RECORDS FOR THE TASK »
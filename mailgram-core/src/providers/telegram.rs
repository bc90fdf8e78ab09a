//! Telegram Bot API client: sendMessage and sendDocument.
//!
//! Success is signalled by `ok: true` in the JSON body, not by the HTTP status,
//! so both calls hand back the raw response for the caller to interpret.

use crate::error::TransportError;
use crate::models::{attachment_name, DEFAULT_API_BASE};
use async_trait::async_trait;
use reqwest::multipart::{Form, Part};
use reqwest::Client;
use serde::Deserialize;
use std::path::Path;
use std::time::Duration;

/// Per-request timeout for every Bot API call
pub const REQUEST_TIMEOUT_SECS: u64 = 30;

/// Render mode sent with every text message
pub const PARSE_MODE: &str = "Markdown";

const RATE_LIMIT_CODE: i64 = 429;

/// HTTP status and body of a Bot API call
#[derive(Debug, Clone, PartialEq, Eq)]
pub struct RawResponse {
    pub status: u16,
    pub body: String,
}

/// Decoded Bot API response envelope
#[derive(Debug, Clone, PartialEq, Eq, Deserialize)]
pub struct ApiResponse {
    #[serde(default)]
    pub ok: bool,
    #[serde(default)]
    pub description: Option<String>,
    #[serde(default)]
    pub error_code: Option<i64>,
}

impl RawResponse {
    pub fn new(status: u16, body: impl Into<String>) -> Self {
        Self {
            status,
            body: body.into(),
        }
    }

    /// Decode the JSON envelope. An unparseable body counts as a failed call.
    pub fn api_result(&self) -> ApiResponse {
        serde_json::from_str(&self.body).unwrap_or_else(|_| ApiResponse {
            ok: false,
            description: Some(format!(
                "Unknown Telegram API error (HTTP {})",
                self.status
            )),
            error_code: None,
        })
    }

    pub fn is_ok(&self) -> bool {
        self.api_result().ok
    }

    pub fn is_rate_limited(&self) -> bool {
        self.status == 429 || self.api_result().error_code == Some(RATE_LIMIT_CODE)
    }
}

impl ApiResponse {
    pub fn description_or_default(&self) -> String {
        self.description
            .clone()
            .unwrap_or_else(|| "Unknown Telegram API error".to_string())
    }
}

/// The two Bot API operations the dispatcher needs
#[async_trait]
pub trait TelegramApi: Send + Sync {
    /// POST sendMessage with `chat_id`, `text` and `parse_mode=Markdown`
    async fn send_text(
        &self,
        token: &str,
        chat_id: &str,
        text: &str,
    ) -> Result<RawResponse, TransportError>;

    /// POST sendDocument with the file as a multipart `document` part
    async fn send_document(
        &self,
        token: &str,
        chat_id: &str,
        path: &Path,
    ) -> Result<RawResponse, TransportError>;
}

/// reqwest-backed Bot API client. Never log the token: it is part of every URL.
#[derive(Clone)]
pub struct HttpTelegramClient {
    client: Client,
    api_base: String,
}

impl HttpTelegramClient {
    pub fn new() -> Result<Self, TransportError> {
        Self::with_base_url(DEFAULT_API_BASE)
    }

    /// Client for a non-default API endpoint (self-hosted Bot API server, tests)
    pub fn with_base_url(api_base: impl Into<String>) -> Result<Self, TransportError> {
        let client = Client::builder()
            .timeout(Duration::from_secs(REQUEST_TIMEOUT_SECS))
            .build()?;
        Ok(Self {
            client,
            api_base: api_base.into().trim_end_matches('/').to_string(),
        })
    }

    fn method_url(&self, token: &str, method: &str) -> String {
        format!("{}/bot{}/{}", self.api_base, token, method)
    }

    async fn into_raw(response: reqwest::Response) -> Result<RawResponse, TransportError> {
        let status = response.status().as_u16();
        let body = response.text().await?;
        Ok(RawResponse { status, body })
    }
}

#[async_trait]
impl TelegramApi for HttpTelegramClient {
    async fn send_text(
        &self,
        token: &str,
        chat_id: &str,
        text: &str,
    ) -> Result<RawResponse, TransportError> {
        let params = [("chat_id", chat_id), ("text", text), ("parse_mode", PARSE_MODE)];
        let response = self
            .client
            .post(self.method_url(token, "sendMessage"))
            .form(&params)
            .send()
            .await?;
        Self::into_raw(response).await
    }

    async fn send_document(
        &self,
        token: &str,
        chat_id: &str,
        path: &Path,
    ) -> Result<RawResponse, TransportError> {
        let bytes = tokio::fs::read(path)
            .await
            .map_err(|source| TransportError::File {
                path: path.to_path_buf(),
                source,
            })?;
        let part = Part::bytes(bytes)
            .file_name(attachment_name(path))
            .mime_str(mime_type_for(path))?;
        let form = Form::new()
            .text("chat_id", chat_id.to_string())
            .part("document", part);

        let response = self
            .client
            .post(self.method_url(token, "sendDocument"))
            .multipart(form)
            .send()
            .await?;
        Self::into_raw(response).await
    }
}

/// MIME type from the file extension
pub fn mime_type_for(path: &Path) -> &'static str {
    let ext = path
        .extension()
        .and_then(|e| e.to_str())
        .map(|e| e.to_ascii_lowercase())
        .unwrap_or_default();
    match ext.as_str() {
        "txt" | "log" => "text/plain",
        "csv" => "text/csv",
        "htm" | "html" => "text/html",
        "md" => "text/markdown",
        "xml" => "application/xml",
        "json" => "application/json",
        "pdf" => "application/pdf",
        "zip" => "application/zip",
        "gz" => "application/gzip",
        "doc" => "application/msword",
        "docx" => "application/vnd.openxmlformats-officedocument.wordprocessingml.document",
        "xls" => "application/vnd.ms-excel",
        "xlsx" => "application/vnd.openxmlformats-officedocument.spreadsheetml.sheet",
        "odt" => "application/vnd.oasis.opendocument.text",
        "ics" => "text/calendar",
        "png" => "image/png",
        "jpg" | "jpeg" => "image/jpeg",
        "gif" => "image/gif",
        "webp" => "image/webp",
        "svg" => "image/svg+xml",
        "mp3" => "audio/mpeg",
        "ogg" => "audio/ogg",
        "mp4" => "video/mp4",
        _ => "application/octet-stream",
    }
}
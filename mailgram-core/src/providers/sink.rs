//! Notice sink: outbound diagnostic surface for delivery failures

use crate::models::Notice;
use crate::services::logging::log_notice;

/// Receives one notice per recorded failure. Rendering (admin notices, CLI
/// output, alerts) is up to the implementation.
pub trait NoticeSink: Send + Sync {
    /// Sink name for logging (e.g. "tracing").
    fn name(&self) -> &str;

    /// Report a failure. Must not block the dispatch for long.
    fn report(&self, notice: &Notice);
}

/// Sink that emits each notice as a structured warn event
#[derive(Debug, Default, Clone, Copy)]
pub struct TracingNoticeSink;

impl NoticeSink for TracingNoticeSink {
    fn name(&self) -> &str {
        "tracing"
    }

    fn report(&self, notice: &Notice) {
        log_notice(notice);
    }
}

DIRECTIONS FOR THIS TASK » Give back the lines of the data exactly as they are written, from the first line through the line containing "a Bot API call".

RESULT OF THE EXERCISE »
filename mailgram-core/src/providers/telegram.rs
repository bc90fdf8e78ab09a
//! Telegram Bot API client: sendMessage and sendDocument.
//!
//! Success is signalled by `ok: true` in the JSON body, not by the HTTP status,
//! so both calls hand back the raw response for the caller to interpret.

use crate::error::TransportError;
use crate::models::{attachment_name, DEFAULT_API_BASE};
use async_trait::async_trait;
use reqwest::multipart::{Form, Part};
use reqwest::Client;
use serde::Deserialize;
use std::path::Path;
use std::time::Duration;

/// Per-request timeout for every Bot API call
pub const REQUEST_TIMEOUT_SECS: u64 = 30;

/// Render mode sent with every text message
pub const PARSE_MODE: &str = "Markdown";

const RATE_LIMIT_CODE: i64 = 429;

/// HTTP status and body of a Bot API call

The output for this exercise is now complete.